ASSIGNMENT: One number is all that is asked for: the number of lines below that hold the string "header".

DATA:
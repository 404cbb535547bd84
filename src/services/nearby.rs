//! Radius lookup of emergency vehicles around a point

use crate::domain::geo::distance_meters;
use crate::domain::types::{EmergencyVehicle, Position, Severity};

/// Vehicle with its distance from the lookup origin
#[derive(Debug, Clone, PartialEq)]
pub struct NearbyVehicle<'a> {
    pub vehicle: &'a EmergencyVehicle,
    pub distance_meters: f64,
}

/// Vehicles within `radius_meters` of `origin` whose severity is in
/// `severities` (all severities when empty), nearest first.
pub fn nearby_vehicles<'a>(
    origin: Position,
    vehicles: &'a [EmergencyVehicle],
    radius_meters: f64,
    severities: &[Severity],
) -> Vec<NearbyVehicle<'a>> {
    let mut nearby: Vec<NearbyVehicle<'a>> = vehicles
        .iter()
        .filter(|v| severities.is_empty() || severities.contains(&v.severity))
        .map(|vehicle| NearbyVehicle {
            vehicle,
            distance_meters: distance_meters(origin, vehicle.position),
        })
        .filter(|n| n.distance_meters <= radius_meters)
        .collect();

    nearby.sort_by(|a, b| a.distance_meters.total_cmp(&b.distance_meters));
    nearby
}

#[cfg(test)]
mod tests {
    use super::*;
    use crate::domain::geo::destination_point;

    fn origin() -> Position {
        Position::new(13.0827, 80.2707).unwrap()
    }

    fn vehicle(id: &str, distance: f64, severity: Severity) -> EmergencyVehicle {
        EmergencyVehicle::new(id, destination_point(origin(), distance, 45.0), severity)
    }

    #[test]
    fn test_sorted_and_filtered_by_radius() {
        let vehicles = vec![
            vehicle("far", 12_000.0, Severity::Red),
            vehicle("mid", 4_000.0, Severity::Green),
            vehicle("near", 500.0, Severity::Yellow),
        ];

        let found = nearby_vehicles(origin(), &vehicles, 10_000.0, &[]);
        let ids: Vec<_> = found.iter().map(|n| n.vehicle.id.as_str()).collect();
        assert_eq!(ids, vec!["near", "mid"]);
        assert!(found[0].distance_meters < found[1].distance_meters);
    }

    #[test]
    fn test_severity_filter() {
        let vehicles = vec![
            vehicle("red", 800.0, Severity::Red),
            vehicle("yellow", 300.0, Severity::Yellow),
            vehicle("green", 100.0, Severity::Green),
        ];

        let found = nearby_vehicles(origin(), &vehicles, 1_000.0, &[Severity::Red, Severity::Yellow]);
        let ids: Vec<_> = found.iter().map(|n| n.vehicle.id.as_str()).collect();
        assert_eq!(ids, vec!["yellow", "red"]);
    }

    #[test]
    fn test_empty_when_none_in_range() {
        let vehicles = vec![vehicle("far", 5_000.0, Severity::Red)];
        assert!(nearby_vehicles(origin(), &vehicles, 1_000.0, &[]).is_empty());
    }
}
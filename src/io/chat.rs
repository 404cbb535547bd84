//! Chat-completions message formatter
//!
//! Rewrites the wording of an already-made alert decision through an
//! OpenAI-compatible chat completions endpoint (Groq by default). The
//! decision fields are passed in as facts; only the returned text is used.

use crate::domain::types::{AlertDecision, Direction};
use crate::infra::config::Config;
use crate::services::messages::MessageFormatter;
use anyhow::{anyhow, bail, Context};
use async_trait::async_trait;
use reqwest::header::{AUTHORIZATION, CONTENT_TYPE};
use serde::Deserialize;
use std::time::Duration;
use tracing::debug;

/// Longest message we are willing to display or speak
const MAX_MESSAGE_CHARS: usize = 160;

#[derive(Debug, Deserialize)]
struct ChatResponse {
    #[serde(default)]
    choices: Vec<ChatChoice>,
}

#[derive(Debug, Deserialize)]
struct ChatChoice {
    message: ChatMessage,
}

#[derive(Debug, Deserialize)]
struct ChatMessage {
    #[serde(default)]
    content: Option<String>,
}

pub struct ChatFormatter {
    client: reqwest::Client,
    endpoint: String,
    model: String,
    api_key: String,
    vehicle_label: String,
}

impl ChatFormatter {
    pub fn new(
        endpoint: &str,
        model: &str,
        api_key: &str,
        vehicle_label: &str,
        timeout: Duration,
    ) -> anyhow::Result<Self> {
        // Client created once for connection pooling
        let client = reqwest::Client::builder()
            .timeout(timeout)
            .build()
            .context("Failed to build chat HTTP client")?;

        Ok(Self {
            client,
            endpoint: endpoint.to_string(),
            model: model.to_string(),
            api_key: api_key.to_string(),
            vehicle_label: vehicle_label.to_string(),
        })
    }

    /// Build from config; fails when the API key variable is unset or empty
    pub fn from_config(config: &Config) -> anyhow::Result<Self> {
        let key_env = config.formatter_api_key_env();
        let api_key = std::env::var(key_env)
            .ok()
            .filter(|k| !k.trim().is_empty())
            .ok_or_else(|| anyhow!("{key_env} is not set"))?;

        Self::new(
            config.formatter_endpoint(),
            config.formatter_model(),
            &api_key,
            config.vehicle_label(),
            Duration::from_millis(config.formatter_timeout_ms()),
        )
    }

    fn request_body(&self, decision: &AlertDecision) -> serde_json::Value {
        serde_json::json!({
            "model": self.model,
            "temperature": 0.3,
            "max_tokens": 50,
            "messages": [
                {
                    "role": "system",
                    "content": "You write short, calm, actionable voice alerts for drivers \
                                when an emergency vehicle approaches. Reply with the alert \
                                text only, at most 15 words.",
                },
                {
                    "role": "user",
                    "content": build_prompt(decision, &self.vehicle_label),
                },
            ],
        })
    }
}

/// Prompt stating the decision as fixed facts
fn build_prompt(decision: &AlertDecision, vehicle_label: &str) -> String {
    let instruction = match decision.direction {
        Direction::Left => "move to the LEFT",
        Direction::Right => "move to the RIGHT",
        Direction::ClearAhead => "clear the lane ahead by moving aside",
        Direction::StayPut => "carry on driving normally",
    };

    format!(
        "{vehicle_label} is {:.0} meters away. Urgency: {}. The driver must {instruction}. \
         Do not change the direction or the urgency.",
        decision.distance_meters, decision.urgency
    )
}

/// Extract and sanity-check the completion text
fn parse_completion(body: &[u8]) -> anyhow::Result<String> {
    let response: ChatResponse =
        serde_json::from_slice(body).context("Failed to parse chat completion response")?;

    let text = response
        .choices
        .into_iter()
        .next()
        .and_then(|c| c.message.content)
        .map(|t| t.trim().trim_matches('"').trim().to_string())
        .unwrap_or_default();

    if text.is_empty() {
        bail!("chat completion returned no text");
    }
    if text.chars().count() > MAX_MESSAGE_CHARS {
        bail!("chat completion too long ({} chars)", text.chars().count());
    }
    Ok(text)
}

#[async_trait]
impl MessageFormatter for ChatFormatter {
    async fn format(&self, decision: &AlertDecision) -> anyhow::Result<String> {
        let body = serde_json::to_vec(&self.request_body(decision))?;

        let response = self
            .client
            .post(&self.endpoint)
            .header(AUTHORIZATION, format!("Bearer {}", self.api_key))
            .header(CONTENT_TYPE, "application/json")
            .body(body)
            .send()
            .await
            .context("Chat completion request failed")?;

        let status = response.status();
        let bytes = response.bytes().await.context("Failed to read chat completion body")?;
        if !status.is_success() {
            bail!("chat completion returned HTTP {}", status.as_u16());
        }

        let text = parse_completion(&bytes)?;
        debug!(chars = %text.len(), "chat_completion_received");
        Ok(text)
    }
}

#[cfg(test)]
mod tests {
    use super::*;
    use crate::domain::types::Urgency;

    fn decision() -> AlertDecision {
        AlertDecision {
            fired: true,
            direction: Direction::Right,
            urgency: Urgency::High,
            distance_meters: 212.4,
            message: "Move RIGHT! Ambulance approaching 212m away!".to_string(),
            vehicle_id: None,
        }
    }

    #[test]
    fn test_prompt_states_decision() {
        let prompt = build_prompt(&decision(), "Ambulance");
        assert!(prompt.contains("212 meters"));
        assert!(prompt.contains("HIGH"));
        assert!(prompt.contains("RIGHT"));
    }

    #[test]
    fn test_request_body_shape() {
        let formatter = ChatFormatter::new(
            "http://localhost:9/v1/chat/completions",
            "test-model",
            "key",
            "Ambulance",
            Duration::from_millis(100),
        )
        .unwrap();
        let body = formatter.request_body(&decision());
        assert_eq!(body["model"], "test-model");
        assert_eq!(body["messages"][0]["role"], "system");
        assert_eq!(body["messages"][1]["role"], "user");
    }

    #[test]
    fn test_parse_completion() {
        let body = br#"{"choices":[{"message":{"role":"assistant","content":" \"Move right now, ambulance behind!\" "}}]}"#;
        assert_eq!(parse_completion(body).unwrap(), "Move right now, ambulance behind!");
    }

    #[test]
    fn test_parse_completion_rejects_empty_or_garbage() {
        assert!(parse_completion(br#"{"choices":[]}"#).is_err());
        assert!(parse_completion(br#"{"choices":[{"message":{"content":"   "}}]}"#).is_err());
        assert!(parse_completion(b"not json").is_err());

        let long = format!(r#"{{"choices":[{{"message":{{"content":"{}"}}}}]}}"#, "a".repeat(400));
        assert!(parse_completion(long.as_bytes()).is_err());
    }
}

---

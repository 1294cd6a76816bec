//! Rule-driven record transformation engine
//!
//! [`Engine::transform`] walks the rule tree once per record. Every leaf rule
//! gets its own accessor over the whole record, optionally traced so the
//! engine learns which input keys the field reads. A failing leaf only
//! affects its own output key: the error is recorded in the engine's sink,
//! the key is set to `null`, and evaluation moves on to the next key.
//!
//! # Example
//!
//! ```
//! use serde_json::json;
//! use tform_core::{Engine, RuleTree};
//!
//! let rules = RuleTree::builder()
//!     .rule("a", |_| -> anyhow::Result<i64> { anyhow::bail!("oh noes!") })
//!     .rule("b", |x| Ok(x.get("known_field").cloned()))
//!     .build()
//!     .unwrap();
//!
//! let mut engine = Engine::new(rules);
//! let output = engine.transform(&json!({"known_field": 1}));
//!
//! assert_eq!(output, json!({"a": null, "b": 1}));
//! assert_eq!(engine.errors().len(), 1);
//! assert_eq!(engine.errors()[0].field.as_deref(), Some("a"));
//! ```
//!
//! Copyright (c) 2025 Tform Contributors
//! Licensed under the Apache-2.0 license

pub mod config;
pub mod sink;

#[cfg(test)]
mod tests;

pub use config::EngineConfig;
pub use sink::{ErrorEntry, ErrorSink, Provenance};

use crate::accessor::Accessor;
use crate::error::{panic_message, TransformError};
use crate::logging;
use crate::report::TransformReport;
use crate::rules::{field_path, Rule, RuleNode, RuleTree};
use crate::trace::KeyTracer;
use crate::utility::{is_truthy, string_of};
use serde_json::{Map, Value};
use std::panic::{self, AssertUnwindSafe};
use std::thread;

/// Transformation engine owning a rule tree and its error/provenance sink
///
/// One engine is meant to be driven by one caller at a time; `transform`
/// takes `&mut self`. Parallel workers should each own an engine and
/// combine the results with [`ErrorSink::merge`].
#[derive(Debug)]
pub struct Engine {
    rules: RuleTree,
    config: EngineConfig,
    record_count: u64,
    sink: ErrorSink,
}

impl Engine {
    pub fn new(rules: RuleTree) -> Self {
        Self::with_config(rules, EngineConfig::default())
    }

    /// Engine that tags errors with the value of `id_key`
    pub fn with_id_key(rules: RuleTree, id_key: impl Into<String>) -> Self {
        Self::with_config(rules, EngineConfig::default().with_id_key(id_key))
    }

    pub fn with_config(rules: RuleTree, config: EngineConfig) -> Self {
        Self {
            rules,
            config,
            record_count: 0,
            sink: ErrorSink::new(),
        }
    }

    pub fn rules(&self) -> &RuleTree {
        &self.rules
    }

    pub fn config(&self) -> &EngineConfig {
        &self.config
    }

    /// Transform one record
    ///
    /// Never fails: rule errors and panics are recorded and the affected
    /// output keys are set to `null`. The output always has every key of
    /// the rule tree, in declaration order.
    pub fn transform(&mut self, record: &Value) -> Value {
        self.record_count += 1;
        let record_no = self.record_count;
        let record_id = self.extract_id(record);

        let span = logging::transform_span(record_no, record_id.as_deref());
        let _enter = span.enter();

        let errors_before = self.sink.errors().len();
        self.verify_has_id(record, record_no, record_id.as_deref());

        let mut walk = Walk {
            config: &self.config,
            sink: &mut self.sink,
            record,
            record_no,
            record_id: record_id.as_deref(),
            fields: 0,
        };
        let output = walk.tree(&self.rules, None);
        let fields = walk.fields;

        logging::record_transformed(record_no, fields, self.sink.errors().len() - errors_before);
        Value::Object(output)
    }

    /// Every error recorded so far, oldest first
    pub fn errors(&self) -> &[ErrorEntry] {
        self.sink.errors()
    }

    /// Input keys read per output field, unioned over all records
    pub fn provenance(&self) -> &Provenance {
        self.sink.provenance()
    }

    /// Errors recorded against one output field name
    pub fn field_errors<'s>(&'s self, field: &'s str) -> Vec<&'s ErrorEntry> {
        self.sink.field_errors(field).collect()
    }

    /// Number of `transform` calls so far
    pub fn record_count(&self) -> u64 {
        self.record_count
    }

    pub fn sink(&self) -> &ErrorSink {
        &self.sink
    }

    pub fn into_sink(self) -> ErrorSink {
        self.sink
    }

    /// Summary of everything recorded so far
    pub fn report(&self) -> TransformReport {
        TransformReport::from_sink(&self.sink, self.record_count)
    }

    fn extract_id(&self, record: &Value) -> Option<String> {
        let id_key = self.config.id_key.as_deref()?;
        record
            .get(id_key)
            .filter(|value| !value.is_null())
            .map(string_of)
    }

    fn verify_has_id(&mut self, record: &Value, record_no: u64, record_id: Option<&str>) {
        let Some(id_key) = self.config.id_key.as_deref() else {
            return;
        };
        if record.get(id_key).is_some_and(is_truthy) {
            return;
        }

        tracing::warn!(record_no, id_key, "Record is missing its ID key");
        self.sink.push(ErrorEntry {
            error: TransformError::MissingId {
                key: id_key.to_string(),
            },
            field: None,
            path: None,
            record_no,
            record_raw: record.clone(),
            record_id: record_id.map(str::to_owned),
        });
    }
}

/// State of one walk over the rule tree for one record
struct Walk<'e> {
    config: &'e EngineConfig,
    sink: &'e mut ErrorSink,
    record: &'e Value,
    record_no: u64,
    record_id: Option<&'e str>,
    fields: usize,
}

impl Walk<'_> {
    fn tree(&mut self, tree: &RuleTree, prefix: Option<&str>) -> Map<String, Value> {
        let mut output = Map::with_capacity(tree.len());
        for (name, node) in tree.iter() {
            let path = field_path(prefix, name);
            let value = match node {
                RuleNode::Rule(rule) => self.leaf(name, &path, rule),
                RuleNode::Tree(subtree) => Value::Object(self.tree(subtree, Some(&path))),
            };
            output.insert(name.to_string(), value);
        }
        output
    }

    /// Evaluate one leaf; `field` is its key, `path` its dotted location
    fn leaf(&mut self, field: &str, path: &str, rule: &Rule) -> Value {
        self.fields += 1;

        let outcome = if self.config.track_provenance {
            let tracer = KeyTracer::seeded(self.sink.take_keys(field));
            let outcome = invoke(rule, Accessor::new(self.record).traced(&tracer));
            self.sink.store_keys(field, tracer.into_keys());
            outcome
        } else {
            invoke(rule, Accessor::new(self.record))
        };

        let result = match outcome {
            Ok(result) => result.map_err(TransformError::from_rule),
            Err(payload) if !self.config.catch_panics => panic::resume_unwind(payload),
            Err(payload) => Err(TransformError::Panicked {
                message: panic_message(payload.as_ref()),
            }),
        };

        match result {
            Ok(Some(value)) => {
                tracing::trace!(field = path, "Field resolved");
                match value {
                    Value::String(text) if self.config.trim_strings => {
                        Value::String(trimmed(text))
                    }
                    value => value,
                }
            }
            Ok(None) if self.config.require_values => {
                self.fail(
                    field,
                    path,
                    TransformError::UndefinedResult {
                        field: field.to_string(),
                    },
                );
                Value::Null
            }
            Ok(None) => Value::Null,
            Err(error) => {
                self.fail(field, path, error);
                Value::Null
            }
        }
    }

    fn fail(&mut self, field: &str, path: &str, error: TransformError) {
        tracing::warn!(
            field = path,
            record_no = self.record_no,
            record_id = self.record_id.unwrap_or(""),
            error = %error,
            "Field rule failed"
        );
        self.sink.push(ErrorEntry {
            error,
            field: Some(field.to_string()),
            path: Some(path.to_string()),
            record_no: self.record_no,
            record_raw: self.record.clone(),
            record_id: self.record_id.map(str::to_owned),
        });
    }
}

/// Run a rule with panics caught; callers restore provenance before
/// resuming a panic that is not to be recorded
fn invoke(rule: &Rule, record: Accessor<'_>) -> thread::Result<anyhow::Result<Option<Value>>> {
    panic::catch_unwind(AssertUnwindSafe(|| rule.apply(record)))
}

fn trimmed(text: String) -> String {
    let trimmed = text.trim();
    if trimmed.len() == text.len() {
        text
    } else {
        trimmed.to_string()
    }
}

--

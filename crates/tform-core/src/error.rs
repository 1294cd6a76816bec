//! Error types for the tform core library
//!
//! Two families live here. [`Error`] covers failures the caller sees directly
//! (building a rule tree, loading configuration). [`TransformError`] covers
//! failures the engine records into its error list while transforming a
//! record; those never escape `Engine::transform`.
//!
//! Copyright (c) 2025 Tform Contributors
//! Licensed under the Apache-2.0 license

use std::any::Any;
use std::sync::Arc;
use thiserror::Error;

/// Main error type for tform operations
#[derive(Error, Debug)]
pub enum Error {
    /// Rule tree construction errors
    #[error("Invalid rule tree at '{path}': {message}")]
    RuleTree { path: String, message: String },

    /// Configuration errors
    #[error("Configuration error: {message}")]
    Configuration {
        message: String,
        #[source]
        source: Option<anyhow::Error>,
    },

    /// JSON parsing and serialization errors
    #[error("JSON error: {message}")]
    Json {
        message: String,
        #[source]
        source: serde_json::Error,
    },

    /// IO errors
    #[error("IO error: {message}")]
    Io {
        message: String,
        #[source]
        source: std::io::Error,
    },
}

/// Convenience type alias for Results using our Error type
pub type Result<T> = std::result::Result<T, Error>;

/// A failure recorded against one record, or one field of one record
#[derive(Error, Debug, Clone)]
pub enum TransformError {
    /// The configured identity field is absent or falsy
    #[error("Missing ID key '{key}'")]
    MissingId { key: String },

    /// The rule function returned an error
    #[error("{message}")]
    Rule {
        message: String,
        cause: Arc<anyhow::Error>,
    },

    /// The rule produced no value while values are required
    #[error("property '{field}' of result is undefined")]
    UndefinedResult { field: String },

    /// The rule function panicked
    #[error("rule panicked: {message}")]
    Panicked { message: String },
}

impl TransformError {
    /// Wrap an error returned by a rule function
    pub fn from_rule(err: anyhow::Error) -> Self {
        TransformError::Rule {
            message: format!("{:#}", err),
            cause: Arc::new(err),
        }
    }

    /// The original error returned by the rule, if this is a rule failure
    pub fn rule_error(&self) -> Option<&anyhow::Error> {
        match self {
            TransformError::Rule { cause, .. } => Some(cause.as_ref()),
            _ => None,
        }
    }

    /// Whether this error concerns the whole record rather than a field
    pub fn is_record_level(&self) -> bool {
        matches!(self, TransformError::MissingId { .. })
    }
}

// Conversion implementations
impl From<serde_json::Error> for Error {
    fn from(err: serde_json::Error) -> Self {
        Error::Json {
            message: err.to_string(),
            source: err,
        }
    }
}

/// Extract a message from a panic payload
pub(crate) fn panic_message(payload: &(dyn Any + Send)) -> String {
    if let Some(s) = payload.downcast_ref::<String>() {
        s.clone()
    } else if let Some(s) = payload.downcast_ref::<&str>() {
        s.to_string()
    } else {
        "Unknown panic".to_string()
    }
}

EXERCISE ANSWER: 3